Il termine nasce sulla scia del greenwashing, fenomeno simile negli intenti che ha per oggetto una finta sensibilità nei confronti delle tematiche ambientaliste, sempre allo scopo di ottenere un ritorno economico e di immagine. Fu l’ambientalista statunitense Jay Westerveld a coniare la parola “greenwashing” nel 1986, per alludere alla pratica adottata da alcune catene alberghiere di invitare gli utenti a ridurre il consumo di asciugamani facendo leva sulla finta motivazione dell’impatto ambientale del lavaggio della biancheria, quando risultava evidente che alla base dell’operazione ci fosse un intento puramente economico.
All’inizio degli anni Duemila, il termine è stato preso in prestito e adattato a una questione tutt’altro che irrilevante riguardante l’universo femminile: la lotta al cancro al seno. È più precisamente la Breast Cancer Association, nella figura di un suo membro storico, Barbara Brenner, a coniare il termine “pinkwashing”, per smascherare campagne pubblicitarie e azioni di marketing di alcuni brand, soprattutto di cosmetica, che approfittavano della nobile tematica per indurre i consumatori a preferire i loro prodotti, allo scopo di ottenere maggiori guadagni e distogliere l’attenzione dalla scarsa qualità degli ingredienti utilizzati.
A suscitare tale preferenza nei consumatori doveva essere un piccolo fiocchetto rosa applicato ai vari prodotti, assurto a simbolo della lotta al tumore al seno, inaugurando così la pink ribbon culture, che fu però all’origine un’operazione di appropriazione indebita sempre a scopi di marketing e di lievitazione del fatturato. Fu Charlotte Haley, una signora americana colpita dal cancro al seno, nel 1991 a scegliere di fatto questo simbolo: iniziò a cucire piccoli fiocchi color pesca a cui allegava una cartolina per denunciare i pochi fondi destinati dal governo alla lotta contro la malattia, che poi distribuiva ai negozi locali. L’iniziativa fu apprezzata da un noto brand di cosmetica, che si offrì di acquistare i suoi fiocchi. La donna, che comprese il reale intento dietro alla mossa, si rifiutò.
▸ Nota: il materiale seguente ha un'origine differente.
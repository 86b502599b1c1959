use async_trait::async_trait;
use recipe_flow::{CompletionProvider, ImageProvider, RecipeError, Result};
use reqwest::Client;
use rig::{client::CompletionClient, completion::Prompt, providers::openrouter};
use serde_json::{Value, json};
use tracing::debug;

use crate::config::ImageConfig;

pub const TEMPERATURE: f64 = 0.7;
pub const MAX_TOKENS: u64 = 1000;

/// Chat completion through OpenRouter.
pub struct OpenRouterCompletion {
    client: openrouter::Client,
    model: String,
}

impl OpenRouterCompletion {
    pub fn new(api_key: &str, model: impl Into<String>) -> Self {
        Self {
            client: openrouter::Client::new(api_key),
            model: model.into(),
        }
    }
}

#[async_trait]
impl CompletionProvider for OpenRouterCompletion {
    async fn complete(&self, system: &str, prompt: &str) -> Result<String> {
        let agent = self
            .client
            .agent(&self.model)
            .preamble(system)
            .temperature(TEMPERATURE)
            .max_tokens(MAX_TOKENS)
            .build();

        let response = agent
            .prompt(prompt)
            .await
            .map_err(|e| RecipeError::CompletionFailed(e.to_string()))?;

        debug!(model = %self.model, response_length = response.len(), "Completion received");
        Ok(response)
    }

    fn model_name(&self) -> &str {
        &self.model
    }
}

/// Image generation against an OpenAI-compatible `/images/generations` endpoint.
pub struct OpenAiImageGenerator {
    client: Client,
    config: ImageConfig,
}

impl OpenAiImageGenerator {
    pub fn new(config: ImageConfig) -> Self {
        Self {
            client: Client::new(),
            config,
        }
    }
}

#[async_trait]
impl ImageProvider for OpenAiImageGenerator {
    async fn generate(&self, prompt: &str) -> Result<String> {
        let payload = json!({
            "model": self.config.model,
            "prompt": prompt,
            "n": 1,
            "size": self.config.size
        });

        let url = format!(
            "{}/images/generations",
            self.config.base_url.trim_end_matches('/')
        );

        let response = self
            .client
            .post(&url)
            .header("Authorization", format!("Bearer {}", self.config.api_key))
            .json(&payload)
            .send()
            .await
            .map_err(|e| RecipeError::ImageFailed(e.to_string()))?;

        let status = response.status();
        if !status.is_success() {
            let body = response.text().await.unwrap_or_default();
            return Err(RecipeError::ImageFailed(format!("{}: {}", status, body)));
        }

        let body: Value = response
            .json()
            .await
            .map_err(|e| RecipeError::ImageFailed(e.to_string()))?;

        image_url(&body)
    }

    fn model_name(&self) -> &str {
        &self.config.model
    }
}

fn image_url(body: &Value) -> Result<String> {
    body["data"][0]["url"]
        .as_str()
        .filter(|url| !url.trim().is_empty())
        .map(str::to_string)
        .ok_or_else(|| RecipeError::ImageFailed("Response has no image URL".to_string()))
}

#[cfg(test)]
mod tests {
    use super::*;

    #[test]
    fn test_image_url_from_response() {
        let body = json!({"created": 1, "data": [{"url": "https://img.example/a.png"}]});
        assert_eq!(image_url(&body).unwrap(), "https://img.example/a.png");
    }

    #[test]
    fn test_image_url_missing() {
        assert!(image_url(&json!({"data": []})).is_err());
        assert!(image_url(&json!({"data": [{"url": ""}]})).is_err());
        assert!(image_url(&json!({"error": {"message": "nope"}})).is_err());
    }

    #[test]
    fn test_model_names() {
        let completion = OpenRouterCompletion::new("sk-test", "openai/gpt-4o-mini");
        assert_eq!(completion.model_name(), "openai/gpt-4o-mini");

        let images = OpenAiImageGenerator::new(ImageConfig {
            api_key: "sk-test".to_string(),
            model: "dall-e-2".to_string(),
            size: "1024x1024".to_string(),
            base_url: "https://api.openai.com/v1".to_string(),
        });
        assert_eq!(images.model_name(), "dall-e-2");
    }
}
La cosa non impedì ai potenziali investitori di prenderne l’idea, modificando il colore dei fiocchi da pesca a rosa, e di dare origine alla cultura, tuttora in voga e non sempre animata da intenti poco trasparenti, del fiocco rosa associato alla lotta contro il cancro al seno.
È in quest’ottica che all’epoca Barbara Brenner coniò il termine pinkwashing, ideando anche una campagna dal nome di “Think before you pink”, per indurre i consumatori ad approcciarsi in modo più critico e consapevole a queste operazioni e le aziende a garantire maggiore trasparenza e responsabilità sulla questione.
Il fenomeno del pinkwashing è parecchio diffuso. I temi che approccia sono differenti e tutti attinenti alla questione femminista, in particolar modo al tema dell’emancipazione femminile. Non tocca però solo grandi nomi, brand e aziende del mercato internazionale, ma anche la politica. In questo caso risulta evidente quanto lo scopo sia prettamente ideologico, per mettere in atto una vera e propria ripulita della propria brand reputation, nella maggior parte dei casi per distogliere l’attenzione da dinamiche e posizioni più che discutibili. Una sorta di dirottamento ideologico per ottenere consensi, sperando di fare cadere nel dimenticatoio questioni spesso contrarie a quanto sostenuto.